New Group starts October 7, 2021
The need for training up mental health providers to address the impacts of the climate crisis is well known. In the Pacific Northwest, with the wildfires, smoke, and extreme storms of recent years, climate issues have become an everyday stressor. And this new reality is true for many of us around the world.
So, I am pleased to announce my new training and consult group for mental health professionals, starting on October 7, 2021. This group will be a resource for a new generation of climate change-conscious healthcare providers looking for expert guidance and peer support for their ecotherapy or climate-focused therapy work.
I am excited to draw upon my experiences gained over the last 20 years of research, teaching, and working with the public. The group will practice exercises I have developed for clients and students, review classic studies, and see new information like a chapter on addressing climate change I recently co-authored for a clinical psychology textbook.
Over ten weekly meetings, the group will instruct mental health providers how to recognize and diagnose mental health problems associated with climate change and other environment issues, how to adapt their current therapy techniques, and how to support healthy coping and adapting to a climate-changed world.
The providers will have an opportunity to confidentially discuss their cases and gain support and insight. And they will clarify their own values and what kinds of environmental actions are authentic and appropriate for them as mental health professionals.
The group will operate on some general principles:
- Know your ethics and “first, do no harm.”
- Connection with nature is a core component of physical and mental health.
- A healthy connection with nature is a birthright of people from all cultures; we celebrate a diversity of environmental identities.
- All so-called environmental problems are also social justice problems.
- We have “Issues and issues”: The global Issues we want to address, and our own personal issues that can hold us back.
- Mental health professionals already have many skills to help people deal with eco-distress; they need training on how to apply them.
- An eco- and climate focus is important for all counseling and therapy; it can also be a specialization.
- A reflective view of science: We base our work on observation and evidence. We also recognize that a narrow scientific worldview can separate humans from the rest of nature and ignore the rights of other species.
- There is no one way to cope with climate change. We practice “climate cosmopolitanism” and acknowledge many kinds of solutions (political, economic, technical, social, spiritual).
- From a systems perspective, health begets health. We when we act on sustainability, it can improve our physical well-being and mood. Action on climate change is good for mental health.
A unique aspect of my approach is that I am knowledgeable of a range of research in environmental psychology and the social sciences and can translate this for mental health professionals. A key tool is Environmental Identity, our self-concept and relationship with nature, other species, and important places. Like other forms of identity, “EI” tends to be dormant until we are taught to express it. Environmental Identity provides a base on which to build ecotherapy activities and to develop the mental health professional’s own identity and style.
Again, multicultural awareness is key, and we address racism and social justice issues head on.
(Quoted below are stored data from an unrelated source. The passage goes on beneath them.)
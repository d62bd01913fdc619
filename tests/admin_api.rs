mod common;

use axum::body::Body;
use axum::http::{Request, StatusCode};
use httpmock::prelude::*;
use serde_json::json;
use tower::ServiceExt;

use azure_openai_proxy::config::RoutingStrategy;
use common::{
    build_proxy, build_proxy_with_admin_token, get, instance_config, post_json, response_json,
};

#[tokio::test]
async fn liveness_is_always_healthy() {
    let proxy = build_proxy(
        vec![instance_config("azure-east", "http://127.0.0.1:1")],
        RoutingStrategy::Failover,
    );
    let (status, body) = response_json(get(&proxy.app, "/health").await).await;
    assert_eq!(status, StatusCode::OK);
    assert_eq!(body, json!({"status": "healthy"}));
}

#[tokio::test]
async fn readiness_reports_healthy_and_unhealthy_fleets() {
    let proxy = build_proxy(
        vec![instance_config("azure-east", "http://127.0.0.1:1")],
        RoutingStrategy::Failover,
    );
    let (status, body) = response_json(get(&proxy.app, "/admin/health").await).await;
    assert_eq!(status, StatusCode::OK);
    assert_eq!(body["status"], json!("healthy"));
    assert_eq!(body["instances"]["total"], json!(1));

    // Demote the only instance; readiness flips to unhealthy with 503.
    for _ in 0..11 {
        proxy
            .manager
            .record_error(
                "azure-east",
                500,
                azure_openai_proxy::ErrorOrigin::Upstream,
                "boom",
                0,
            )
            .await;
    }
    let (status, body) = response_json(get(&proxy.app, "/admin/health").await).await;
    assert_eq!(status, StatusCode::SERVICE_UNAVAILABLE);
    assert_eq!(body["status"], json!("unhealthy"));
}

#[tokio::test]
async fn admin_routes_require_matching_token_when_configured() {
    let proxy = build_proxy_with_admin_token(
        vec![instance_config("azure-east", "http://127.0.0.1:1")],
        RoutingStrategy::Failover,
        Some("s3cret"),
    );

    let (status, _) = response_json(get(&proxy.app, "/admin/instances").await).await;
    assert_eq!(status, StatusCode::UNAUTHORIZED);

    let request = Request::builder()
        .method("GET")
        .uri("/admin/instances")
        .header("X-Admin-Token", "wrong")
        .body(Body::empty())
        .unwrap();
    let response = proxy.app.clone().oneshot(request).await.unwrap();
    assert_eq!(response.status(), StatusCode::UNAUTHORIZED);

    let request = Request::builder()
        .method("GET")
        .uri("/admin/instances")
        .header("X-Admin-Token", "s3cret")
        .body(Body::empty())
        .unwrap();
    let response = proxy.app.clone().oneshot(request).await.unwrap();
    assert_eq!(response.status(), StatusCode::OK);

    // The unauthenticated proxy surface is not gated.
    let (status, _) = response_json(get(&proxy.app, "/health").await).await;
    assert_eq!(status, StatusCode::OK);
}

#[tokio::test]
async fn instance_detail_includes_config_state_and_error_sections() {
    let proxy = build_proxy(
        vec![instance_config("azure-east", "http://127.0.0.1:1")],
        RoutingStrategy::Failover,
    );
    proxy.manager.record_success("azure-east", 120, 42.0).await;

    let (status, body) = response_json(get(&proxy.app, "/admin/instances/azure-east").await).await;
    assert_eq!(status, StatusCode::OK);
    assert_eq!(body["name"], json!("azure-east"));
    assert_eq!(body["usage"]["total_requests"], json!(1));
    assert_eq!(body["usage"]["total_tokens_served"], json!(120));
    assert_eq!(body["config"]["api_key_configured"], json!(true));
    assert!(body["config"].get("api_key").is_none());

    let (status, _) = response_json(get(&proxy.app, "/admin/instances/nope").await).await;
    assert_eq!(status, StatusCode::NOT_FOUND);
}

#[tokio::test]
async fn reset_clears_state_and_rate_limit_window() {
    let upstream = MockServer::start();
    upstream.mock(|when, then| {
        when.method(POST)
            .path("/openai/deployments/azure-east-dep/chat/completions");
        then.status(200).json_body(json!({"id": "ok"}));
    });

    let proxy = build_proxy(
        vec![instance_config("azure-east", &upstream.base_url())],
        RoutingStrategy::Failover,
    );
    let payload = json!({"model": "gpt-4", "messages": [{"role": "user", "content": "hi"}]});
    post_json(&proxy.app, "/v1/chat/completions", payload).await;

    let state = proxy.manager.instance_state("azure-east").await.unwrap();
    assert_eq!(state.total_requests, 1);

    let response = post_json(&proxy.app, "/admin/instances/azure-east/reset", json!({})).await;
    assert_eq!(response.status(), StatusCode::OK);

    let state = proxy.manager.instance_state("azure-east").await.unwrap();
    assert_eq!(state.total_requests, 0);
    let stats = proxy
        .manager
        .rate_limiter("azure-east")
        .await
        .unwrap()
        .usage_stats()
        .await
        .unwrap();
    assert_eq!(stats.total_tokens, 0);

    // Resetting an already-clean instance succeeds and changes nothing.
    let response = post_json(&proxy.app, "/admin/instances/azure-east/reset", json!({})).await;
    assert_eq!(response.status(), StatusCode::OK);

    let response = post_json(&proxy.app, "/admin/instances/nope/reset", json!({})).await;
    assert_eq!(response.status(), StatusCode::NOT_FOUND);
}

#[tokio::test]
async fn config_updates_honour_the_allow_list() {
    let proxy = build_proxy(
        vec![instance_config("azure-east", "http://127.0.0.1:1")],
        RoutingStrategy::Failover,
    );

    let request = Request::builder()
        .method("PUT")
        .uri("/admin/instances/azure-east/config")
        .header("content-type", "application/json")
        .body(Body::from(json!({"api_key": "stolen"}).to_string()))
        .unwrap();
    let response = proxy.app.clone().oneshot(request).await.unwrap();
    let (status, body) = response_json(response).await;
    assert_eq!(status, StatusCode::BAD_REQUEST);
    assert!(body["allowed_fields"].is_array());

    let request = Request::builder()
        .method("PUT")
        .uri("/admin/instances/azure-east/config")
        .header("content-type", "application/json")
        .body(Body::from(
            json!({"weight": 5, "max_tpm": 1000, "enabled": false}).to_string(),
        ))
        .unwrap();
    let response = proxy.app.clone().oneshot(request).await.unwrap();
    assert_eq!(response.status(), StatusCode::OK);

    let config = proxy
        .manager
        .instance_config("azure-east")
        .await
        .unwrap();
    assert_eq!(config.weight, 5);
    assert_eq!(config.max_tpm, 1000);
    assert!(!config.enabled);
}

#[tokio::test]
async fn config_dump_is_sanitised() {
    let proxy = build_proxy(
        vec![instance_config("azure-east", "http://127.0.0.1:1")],
        RoutingStrategy::Failover,
    );

    let (status, body) = response_json(get(&proxy.app, "/admin/config").await).await;
    assert_eq!(status, StatusCode::OK);
    assert_eq!(body["total_instances"], json!(1));
    let instance = &body["instances"][0];
    assert_eq!(instance["api_key_configured"], json!(true));
    assert!(instance.get("api_key").is_none());
    assert_eq!(instance["name"], json!("azure-east"));
}
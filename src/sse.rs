//! Line-oriented SSE relay for streaming completions. Each upstream
//! `data:` line is parsed, has its `model` rewritten to the client's
//! original name, and is re-emitted as its own body frame so chunk
//! boundaries and ordering survive the trip.

use std::collections::VecDeque;

use bytes::{Bytes, BytesMut};
use futures_util::stream::BoxStream;
use futures_util::{stream, StreamExt};

const DONE_MARKER: &str = "[DONE]";

struct RelayState {
    upstream: BoxStream<'static, Result<Bytes, reqwest::Error>>,
    buffer: BytesMut,
    pending: VecDeque<Bytes>,
    original_model: String,
    /// Set once `[DONE]` is seen or the upstream ends; remaining upstream
    /// bytes are dropped.
    terminated: bool,
    upstream_exhausted: bool,
}

/// Wraps an upstream streaming response into the relayed client body.
pub fn relay_stream(
    upstream: reqwest::Response,
    original_model: String,
) -> BoxStream<'static, Result<Bytes, std::io::Error>> {
    let state = RelayState {
        upstream: upstream.bytes_stream().boxed(),
        buffer: BytesMut::new(),
        pending: VecDeque::new(),
        original_model,
        terminated: false,
        upstream_exhausted: false,
    };
    relay_from_state(state)
}

fn relay_from_state(state: RelayState) -> BoxStream<'static, Result<Bytes, std::io::Error>> {
    Box::pin(stream::unfold(state, |mut state| async move {
        loop {
            if let Some(frame) = state.pending.pop_front() {
                return Some((Ok(frame), state));
            }
            if state.terminated {
                return None;
            }

            if state.upstream_exhausted {
                // Flush a trailing line that arrived without a newline.
                if !state.buffer.is_empty() {
                    let line = String::from_utf8_lossy(&state.buffer).into_owned();
                    state.buffer.clear();
                    process_line(&line, &state.original_model, &mut state.pending);
                }
                state.terminated = true;
                continue;
            }

            match state.upstream.next().await {
                Some(Ok(chunk)) => {
                    state.buffer.extend_from_slice(&chunk);
                    while let Some(pos) = state.buffer.iter().position(|b| *b == b'\n') {
                        let line_bytes = state.buffer.split_to(pos + 1);
                        let line = String::from_utf8_lossy(&line_bytes[..pos]).into_owned();
                        if process_line(&line, &state.original_model, &mut state.pending) {
                            state.terminated = true;
                            break;
                        }
                    }
                }
                Some(Err(err)) => {
                    state.terminated = true;
                    return Some((Err(std::io::Error::other(err)), state));
                }
                None => {
                    state.upstream_exhausted = true;
                }
            }
        }
    }))
}

/// Handles one upstream line; returns true when the stream is complete.
/// `data:` payloads are rewritten and re-framed; unparseable data lines
/// pass through untouched; other non-blank lines keep a single newline.
/// Blank separator lines are dropped — the data-line framing re-emits them.
fn process_line(line: &str, original_model: &str, out: &mut VecDeque<Bytes>) -> bool {
    let line = line.strip_suffix('\r').unwrap_or(line);

    if let Some(data) = line.strip_prefix("data: ") {
        if data == DONE_MARKER {
            out.push_back(Bytes::from_static(b"data: [DONE]\n\n"));
            return true;
        }
        match serde_json::from_str::<serde_json::Value>(data) {
            Ok(mut chunk) => {
                if let Some(fields) = chunk.as_object_mut() {
                    fields.insert(
                        "model".to_string(),
                        serde_json::Value::from(original_model),
                    );
                }
                let rewritten =
                    serde_json::to_string(&chunk).unwrap_or_else(|_| data.to_string());
                out.push_back(Bytes::from(format!("data: {rewritten}\n\n")));
            }
            Err(_) => {
                out.push_back(Bytes::from(format!("{line}\n\n")));
            }
        }
        return false;
    }

    if !line.is_empty() {
        out.push_back(Bytes::from(format!("{line}\n")));
    }
    false
}
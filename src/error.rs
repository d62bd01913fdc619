use serde::Serialize;
use serde_json::{Map, Value};
use thiserror::Error;

/// The four error kinds surfaced across the API boundary. Nothing else
/// (reqwest, redis, serde failures) leaks to clients.
#[derive(Clone, Copy, Debug, PartialEq, Eq, Serialize)]
pub enum ErrorKind {
    #[serde(rename = "client_error")]
    Client,
    #[serde(rename = "upstream_error")]
    Upstream,
    #[serde(rename = "instance_error")]
    Instance,
    #[serde(rename = "internal_error")]
    Internal,
}

impl ErrorKind {
    pub fn as_str(&self) -> &'static str {
        match self {
            ErrorKind::Client => "client_error",
            ErrorKind::Upstream => "upstream_error",
            ErrorKind::Instance => "instance_error",
            ErrorKind::Internal => "internal_error",
        }
    }
}

impl std::fmt::Display for ErrorKind {
    fn fmt(&self, f: &mut std::fmt::Formatter<'_>) -> std::fmt::Result {
        f.write_str(self.as_str())
    }
}

#[derive(Clone, Debug, Error)]
#[error("{kind}: {message}")]
pub struct ProxyError {
    pub kind: ErrorKind,
    pub message: String,
    pub status_code: u16,
    pub details: Map<String, Value>,
    pub timestamp: i64,
}

impl ProxyError {
    fn new(kind: ErrorKind, message: impl Into<String>, status_code: u16) -> Self {
        Self {
            kind,
            message: message.into(),
            status_code,
            details: Map::new(),
            timestamp: unix_now(),
        }
    }

    pub fn client(message: impl Into<String>, status_code: u16) -> Self {
        Self::new(ErrorKind::Client, message, status_code)
    }

    pub fn upstream(message: impl Into<String>, status_code: u16) -> Self {
        Self::new(ErrorKind::Upstream, message, status_code)
    }

    pub fn instance(message: impl Into<String>) -> Self {
        Self::new(ErrorKind::Instance, message, 503)
    }

    pub fn internal(message: impl Into<String>) -> Self {
        Self::new(ErrorKind::Internal, message, 500)
    }

    pub fn with_detail(mut self, key: impl Into<String>, value: impl Into<Value>) -> Self {
        self.details.insert(key.into(), value.into());
        self
    }

    pub fn with_retry_after(self, seconds: u64) -> Self {
        self.with_detail("retry_after", seconds)
    }

    /// Seconds the client should wait before retrying, 0 when unknown.
    pub fn retry_after(&self) -> u64 {
        match self.details.get("retry_after") {
            Some(Value::Number(n)) => n
                .as_u64()
                .or_else(|| n.as_f64().map(|f| f as u64))
                .unwrap_or(0),
            _ => 0,
        }
    }

    pub fn is_retryable(&self) -> bool {
        match self.kind {
            ErrorKind::Upstream => self.status_code >= 500 || self.status_code == 429,
            ErrorKind::Instance => true,
            ErrorKind::Internal => self.status_code >= 500,
            ErrorKind::Client => false,
        }
    }
}

/// Maps an HTTP status and error source to a kind. `source` is `"upstream"`
/// for errors observed on a backend response, empty otherwise.
pub fn classify(status_code: u16, source: &str) -> ErrorKind {
    match status_code {
        400..=499 if source == "upstream" => ErrorKind::Upstream,
        400..=499 => ErrorKind::Client,
        500.. if source == "upstream" => ErrorKind::Upstream,
        500.. => ErrorKind::Instance,
        _ => ErrorKind::Internal,
    }
}

/// Coordination-store failures. Kept separate from `ProxyError` so callers
/// decide per call site whether to fail open, log-and-drop, or surface.
#[derive(Debug, Error)]
pub enum StoreError {
    #[error("redis error: {0}")]
    Redis(#[from] redis::RedisError),
    #[error("json error: {0}")]
    Json(#[from] serde_json::Error),
}

pub fn unix_now() -> i64 {
    std::time::SystemTime::now()
        .duration_since(std::time::UNIX_EPOCH)
        .map(|d| d.as_secs() as i64)
        .unwrap_or(0)
}

pub fn unix_now_nanos() -> i64 {
    std::time::SystemTime::now()
        .duration_since(std::time::UNIX_EPOCH)
        .map(|d| d.as_nanos() as i64)
        .unwrap_or(0)
}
Also, part of this work will be deeply personal. Group members will reflect on their sense of self, environmental identity, culture, values, gender, sexual orientation, privilege and experience of injustice or trauma—all the identity intersections they inhabit.
The Ecotherapy and Climate Therapy Consultation Group is open to professionals across disciplines including psychotherapists, counselors, psychologists, social workers, medical professionals, and other healthcare providers.